* About this task: Within the entries below, find every line that has the string "SocketAddr", then copy it.

Stored data entries:
**********
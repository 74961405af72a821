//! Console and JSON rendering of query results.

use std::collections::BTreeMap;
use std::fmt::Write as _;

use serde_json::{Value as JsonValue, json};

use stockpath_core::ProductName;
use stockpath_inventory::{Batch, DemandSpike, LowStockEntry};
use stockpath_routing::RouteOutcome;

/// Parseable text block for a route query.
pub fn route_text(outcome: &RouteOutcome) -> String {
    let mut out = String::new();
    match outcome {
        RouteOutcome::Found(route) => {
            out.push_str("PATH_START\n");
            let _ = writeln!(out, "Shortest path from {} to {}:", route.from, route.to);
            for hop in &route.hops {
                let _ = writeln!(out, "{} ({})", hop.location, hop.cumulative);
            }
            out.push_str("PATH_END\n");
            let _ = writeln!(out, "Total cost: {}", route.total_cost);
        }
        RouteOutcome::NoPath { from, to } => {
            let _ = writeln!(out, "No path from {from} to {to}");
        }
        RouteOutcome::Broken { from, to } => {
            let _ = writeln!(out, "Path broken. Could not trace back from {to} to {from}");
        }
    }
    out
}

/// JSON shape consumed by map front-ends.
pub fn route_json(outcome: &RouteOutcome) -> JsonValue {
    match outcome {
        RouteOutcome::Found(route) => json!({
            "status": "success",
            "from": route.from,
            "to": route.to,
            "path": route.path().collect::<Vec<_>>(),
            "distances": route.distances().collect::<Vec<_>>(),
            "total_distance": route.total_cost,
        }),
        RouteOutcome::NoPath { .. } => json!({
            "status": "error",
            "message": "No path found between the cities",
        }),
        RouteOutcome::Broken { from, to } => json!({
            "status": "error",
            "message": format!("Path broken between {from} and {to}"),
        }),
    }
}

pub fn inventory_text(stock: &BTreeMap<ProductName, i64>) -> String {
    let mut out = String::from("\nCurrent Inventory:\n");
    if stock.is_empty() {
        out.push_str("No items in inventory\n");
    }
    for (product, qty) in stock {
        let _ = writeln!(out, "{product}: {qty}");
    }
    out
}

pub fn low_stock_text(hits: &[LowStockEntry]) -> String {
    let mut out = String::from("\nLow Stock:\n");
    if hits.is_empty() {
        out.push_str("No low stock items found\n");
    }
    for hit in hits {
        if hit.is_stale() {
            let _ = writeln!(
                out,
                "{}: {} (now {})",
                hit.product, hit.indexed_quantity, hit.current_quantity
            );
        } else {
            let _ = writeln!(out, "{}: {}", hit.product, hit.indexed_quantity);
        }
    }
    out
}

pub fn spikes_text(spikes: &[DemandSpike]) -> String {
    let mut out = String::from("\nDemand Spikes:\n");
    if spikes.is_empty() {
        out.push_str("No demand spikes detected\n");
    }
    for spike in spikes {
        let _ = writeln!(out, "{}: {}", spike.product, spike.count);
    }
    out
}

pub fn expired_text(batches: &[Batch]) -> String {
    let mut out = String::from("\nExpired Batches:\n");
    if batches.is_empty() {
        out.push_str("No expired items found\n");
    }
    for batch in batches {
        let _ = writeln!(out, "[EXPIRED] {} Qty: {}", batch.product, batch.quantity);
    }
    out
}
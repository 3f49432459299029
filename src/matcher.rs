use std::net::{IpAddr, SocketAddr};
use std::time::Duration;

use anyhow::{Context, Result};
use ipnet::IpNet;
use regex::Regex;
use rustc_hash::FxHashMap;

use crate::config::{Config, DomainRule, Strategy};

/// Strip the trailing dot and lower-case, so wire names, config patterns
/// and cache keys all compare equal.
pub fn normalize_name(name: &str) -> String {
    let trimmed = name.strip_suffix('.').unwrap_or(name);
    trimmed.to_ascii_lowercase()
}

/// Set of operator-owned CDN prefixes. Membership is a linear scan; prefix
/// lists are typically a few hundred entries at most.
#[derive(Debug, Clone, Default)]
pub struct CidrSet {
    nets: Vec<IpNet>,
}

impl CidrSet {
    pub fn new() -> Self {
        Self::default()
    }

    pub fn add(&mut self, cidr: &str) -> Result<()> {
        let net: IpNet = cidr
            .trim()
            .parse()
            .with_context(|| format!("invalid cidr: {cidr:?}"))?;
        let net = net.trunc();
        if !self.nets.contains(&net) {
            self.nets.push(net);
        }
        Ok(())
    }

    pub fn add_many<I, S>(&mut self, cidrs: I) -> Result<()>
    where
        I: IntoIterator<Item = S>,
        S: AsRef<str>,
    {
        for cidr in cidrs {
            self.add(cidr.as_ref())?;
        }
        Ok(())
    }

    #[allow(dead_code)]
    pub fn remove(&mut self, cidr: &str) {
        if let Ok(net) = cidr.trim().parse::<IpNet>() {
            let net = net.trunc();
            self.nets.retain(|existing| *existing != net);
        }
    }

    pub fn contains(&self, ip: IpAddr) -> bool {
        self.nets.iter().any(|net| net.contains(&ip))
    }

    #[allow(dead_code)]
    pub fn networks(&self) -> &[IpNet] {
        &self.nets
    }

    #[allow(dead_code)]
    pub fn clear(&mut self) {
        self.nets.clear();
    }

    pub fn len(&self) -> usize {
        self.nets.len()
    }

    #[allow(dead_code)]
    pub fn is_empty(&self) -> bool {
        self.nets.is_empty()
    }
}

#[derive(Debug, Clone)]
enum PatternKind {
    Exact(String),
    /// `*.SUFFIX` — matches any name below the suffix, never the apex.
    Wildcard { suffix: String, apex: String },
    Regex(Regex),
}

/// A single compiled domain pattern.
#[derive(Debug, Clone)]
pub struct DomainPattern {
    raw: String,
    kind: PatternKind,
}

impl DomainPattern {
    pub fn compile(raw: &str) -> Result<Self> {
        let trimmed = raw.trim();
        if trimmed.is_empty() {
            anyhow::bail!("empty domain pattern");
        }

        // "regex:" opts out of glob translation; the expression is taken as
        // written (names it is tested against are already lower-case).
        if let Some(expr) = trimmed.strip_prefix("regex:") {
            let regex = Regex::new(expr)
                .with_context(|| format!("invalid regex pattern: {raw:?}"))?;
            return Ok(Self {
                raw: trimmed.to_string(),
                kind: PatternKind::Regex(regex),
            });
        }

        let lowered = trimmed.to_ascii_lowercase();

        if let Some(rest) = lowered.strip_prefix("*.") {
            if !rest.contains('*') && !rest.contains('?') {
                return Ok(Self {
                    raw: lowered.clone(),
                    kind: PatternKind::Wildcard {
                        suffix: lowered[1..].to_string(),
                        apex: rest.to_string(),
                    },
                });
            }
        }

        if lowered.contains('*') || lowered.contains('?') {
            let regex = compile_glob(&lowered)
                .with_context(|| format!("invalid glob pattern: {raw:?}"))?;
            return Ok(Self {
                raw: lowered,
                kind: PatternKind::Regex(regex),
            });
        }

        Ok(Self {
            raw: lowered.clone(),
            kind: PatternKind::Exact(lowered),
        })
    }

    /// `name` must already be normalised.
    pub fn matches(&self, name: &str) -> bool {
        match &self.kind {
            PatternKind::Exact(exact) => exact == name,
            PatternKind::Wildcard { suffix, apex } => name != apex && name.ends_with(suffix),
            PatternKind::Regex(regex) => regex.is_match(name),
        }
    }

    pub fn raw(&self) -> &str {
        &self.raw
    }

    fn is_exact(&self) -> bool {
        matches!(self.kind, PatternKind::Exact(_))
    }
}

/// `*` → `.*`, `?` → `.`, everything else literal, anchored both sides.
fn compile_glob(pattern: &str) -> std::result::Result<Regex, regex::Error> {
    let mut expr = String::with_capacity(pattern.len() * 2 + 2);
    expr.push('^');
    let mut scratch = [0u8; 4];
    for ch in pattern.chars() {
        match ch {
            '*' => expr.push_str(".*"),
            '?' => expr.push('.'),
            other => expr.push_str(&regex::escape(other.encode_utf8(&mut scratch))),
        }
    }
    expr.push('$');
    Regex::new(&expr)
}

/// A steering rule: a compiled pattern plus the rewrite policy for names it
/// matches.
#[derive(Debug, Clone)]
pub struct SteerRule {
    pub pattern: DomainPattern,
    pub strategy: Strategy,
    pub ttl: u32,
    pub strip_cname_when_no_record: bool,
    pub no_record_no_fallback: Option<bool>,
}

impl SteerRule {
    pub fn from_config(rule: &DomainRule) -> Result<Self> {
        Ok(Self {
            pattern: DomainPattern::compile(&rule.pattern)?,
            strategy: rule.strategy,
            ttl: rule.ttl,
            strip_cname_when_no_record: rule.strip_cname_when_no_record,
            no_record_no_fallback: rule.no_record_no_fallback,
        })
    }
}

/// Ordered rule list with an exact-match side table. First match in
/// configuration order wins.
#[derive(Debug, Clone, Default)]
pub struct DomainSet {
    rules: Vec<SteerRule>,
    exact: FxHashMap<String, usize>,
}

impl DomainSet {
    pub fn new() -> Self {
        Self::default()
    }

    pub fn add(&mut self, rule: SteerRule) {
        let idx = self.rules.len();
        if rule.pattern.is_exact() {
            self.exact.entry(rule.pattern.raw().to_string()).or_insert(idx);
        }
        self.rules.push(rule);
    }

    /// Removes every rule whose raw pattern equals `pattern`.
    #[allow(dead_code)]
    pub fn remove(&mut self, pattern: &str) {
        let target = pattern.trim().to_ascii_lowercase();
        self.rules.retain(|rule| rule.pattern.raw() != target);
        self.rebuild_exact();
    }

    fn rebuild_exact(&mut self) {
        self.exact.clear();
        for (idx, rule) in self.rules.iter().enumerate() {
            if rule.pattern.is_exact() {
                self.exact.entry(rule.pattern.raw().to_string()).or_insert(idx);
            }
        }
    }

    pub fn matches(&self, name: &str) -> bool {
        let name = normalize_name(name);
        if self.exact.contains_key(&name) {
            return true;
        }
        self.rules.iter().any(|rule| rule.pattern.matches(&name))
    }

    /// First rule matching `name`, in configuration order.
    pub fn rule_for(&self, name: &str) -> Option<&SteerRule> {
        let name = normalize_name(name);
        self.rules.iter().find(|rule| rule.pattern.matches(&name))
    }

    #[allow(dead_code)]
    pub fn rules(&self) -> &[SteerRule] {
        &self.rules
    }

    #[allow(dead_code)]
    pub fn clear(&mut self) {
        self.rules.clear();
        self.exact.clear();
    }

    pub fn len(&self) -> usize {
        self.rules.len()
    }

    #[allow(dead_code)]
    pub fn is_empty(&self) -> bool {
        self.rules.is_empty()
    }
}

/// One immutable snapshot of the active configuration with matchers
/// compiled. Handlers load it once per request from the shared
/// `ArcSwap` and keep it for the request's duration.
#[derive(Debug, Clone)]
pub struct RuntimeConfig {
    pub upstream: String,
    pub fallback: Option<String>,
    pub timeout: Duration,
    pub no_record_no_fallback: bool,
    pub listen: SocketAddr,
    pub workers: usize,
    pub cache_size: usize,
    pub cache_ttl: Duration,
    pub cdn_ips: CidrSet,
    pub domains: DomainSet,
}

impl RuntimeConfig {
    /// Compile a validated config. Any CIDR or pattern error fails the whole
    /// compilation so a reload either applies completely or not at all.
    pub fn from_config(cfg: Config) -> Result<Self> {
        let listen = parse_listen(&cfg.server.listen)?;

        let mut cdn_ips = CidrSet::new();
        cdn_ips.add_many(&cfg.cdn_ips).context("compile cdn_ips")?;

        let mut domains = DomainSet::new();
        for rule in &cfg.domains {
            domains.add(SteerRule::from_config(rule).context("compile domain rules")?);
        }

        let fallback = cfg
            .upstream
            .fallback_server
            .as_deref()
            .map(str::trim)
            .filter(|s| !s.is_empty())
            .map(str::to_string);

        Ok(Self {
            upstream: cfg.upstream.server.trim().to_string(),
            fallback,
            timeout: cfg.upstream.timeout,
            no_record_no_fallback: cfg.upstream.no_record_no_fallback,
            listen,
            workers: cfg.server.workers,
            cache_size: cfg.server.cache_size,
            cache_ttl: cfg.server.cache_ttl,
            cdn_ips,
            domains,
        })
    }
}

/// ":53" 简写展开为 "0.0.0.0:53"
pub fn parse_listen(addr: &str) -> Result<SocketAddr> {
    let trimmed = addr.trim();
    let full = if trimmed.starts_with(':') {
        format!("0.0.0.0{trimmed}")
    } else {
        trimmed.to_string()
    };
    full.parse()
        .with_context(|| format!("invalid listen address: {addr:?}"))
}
**********
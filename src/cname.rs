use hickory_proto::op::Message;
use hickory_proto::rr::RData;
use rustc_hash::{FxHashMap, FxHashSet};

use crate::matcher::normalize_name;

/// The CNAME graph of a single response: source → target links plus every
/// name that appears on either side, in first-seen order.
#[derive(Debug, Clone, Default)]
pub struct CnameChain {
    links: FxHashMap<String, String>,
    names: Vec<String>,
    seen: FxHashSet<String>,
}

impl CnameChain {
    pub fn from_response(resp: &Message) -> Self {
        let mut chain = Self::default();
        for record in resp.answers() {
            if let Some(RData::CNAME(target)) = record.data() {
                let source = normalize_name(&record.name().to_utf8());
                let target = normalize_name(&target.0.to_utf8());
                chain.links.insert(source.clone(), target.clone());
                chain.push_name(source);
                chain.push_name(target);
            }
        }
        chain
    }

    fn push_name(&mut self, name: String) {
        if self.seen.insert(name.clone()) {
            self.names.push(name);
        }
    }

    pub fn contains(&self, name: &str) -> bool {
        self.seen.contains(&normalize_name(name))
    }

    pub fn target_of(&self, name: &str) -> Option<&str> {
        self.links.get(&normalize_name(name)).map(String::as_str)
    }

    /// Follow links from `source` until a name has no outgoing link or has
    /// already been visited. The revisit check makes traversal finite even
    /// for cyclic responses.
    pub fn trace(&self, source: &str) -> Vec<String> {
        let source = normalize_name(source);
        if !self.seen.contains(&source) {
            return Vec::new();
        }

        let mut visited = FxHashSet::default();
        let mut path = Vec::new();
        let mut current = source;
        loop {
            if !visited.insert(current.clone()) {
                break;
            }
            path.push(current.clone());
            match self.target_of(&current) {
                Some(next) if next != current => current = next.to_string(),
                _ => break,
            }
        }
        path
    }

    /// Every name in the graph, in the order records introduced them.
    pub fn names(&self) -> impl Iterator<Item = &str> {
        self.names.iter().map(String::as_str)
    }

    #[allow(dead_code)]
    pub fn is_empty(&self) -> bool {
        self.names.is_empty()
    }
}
**********
* Expected output:
use std::net::{IpAddr, SocketAddr};
    pub listen: SocketAddr,
pub fn parse_listen(addr: &str) -> Result<SocketAddr> {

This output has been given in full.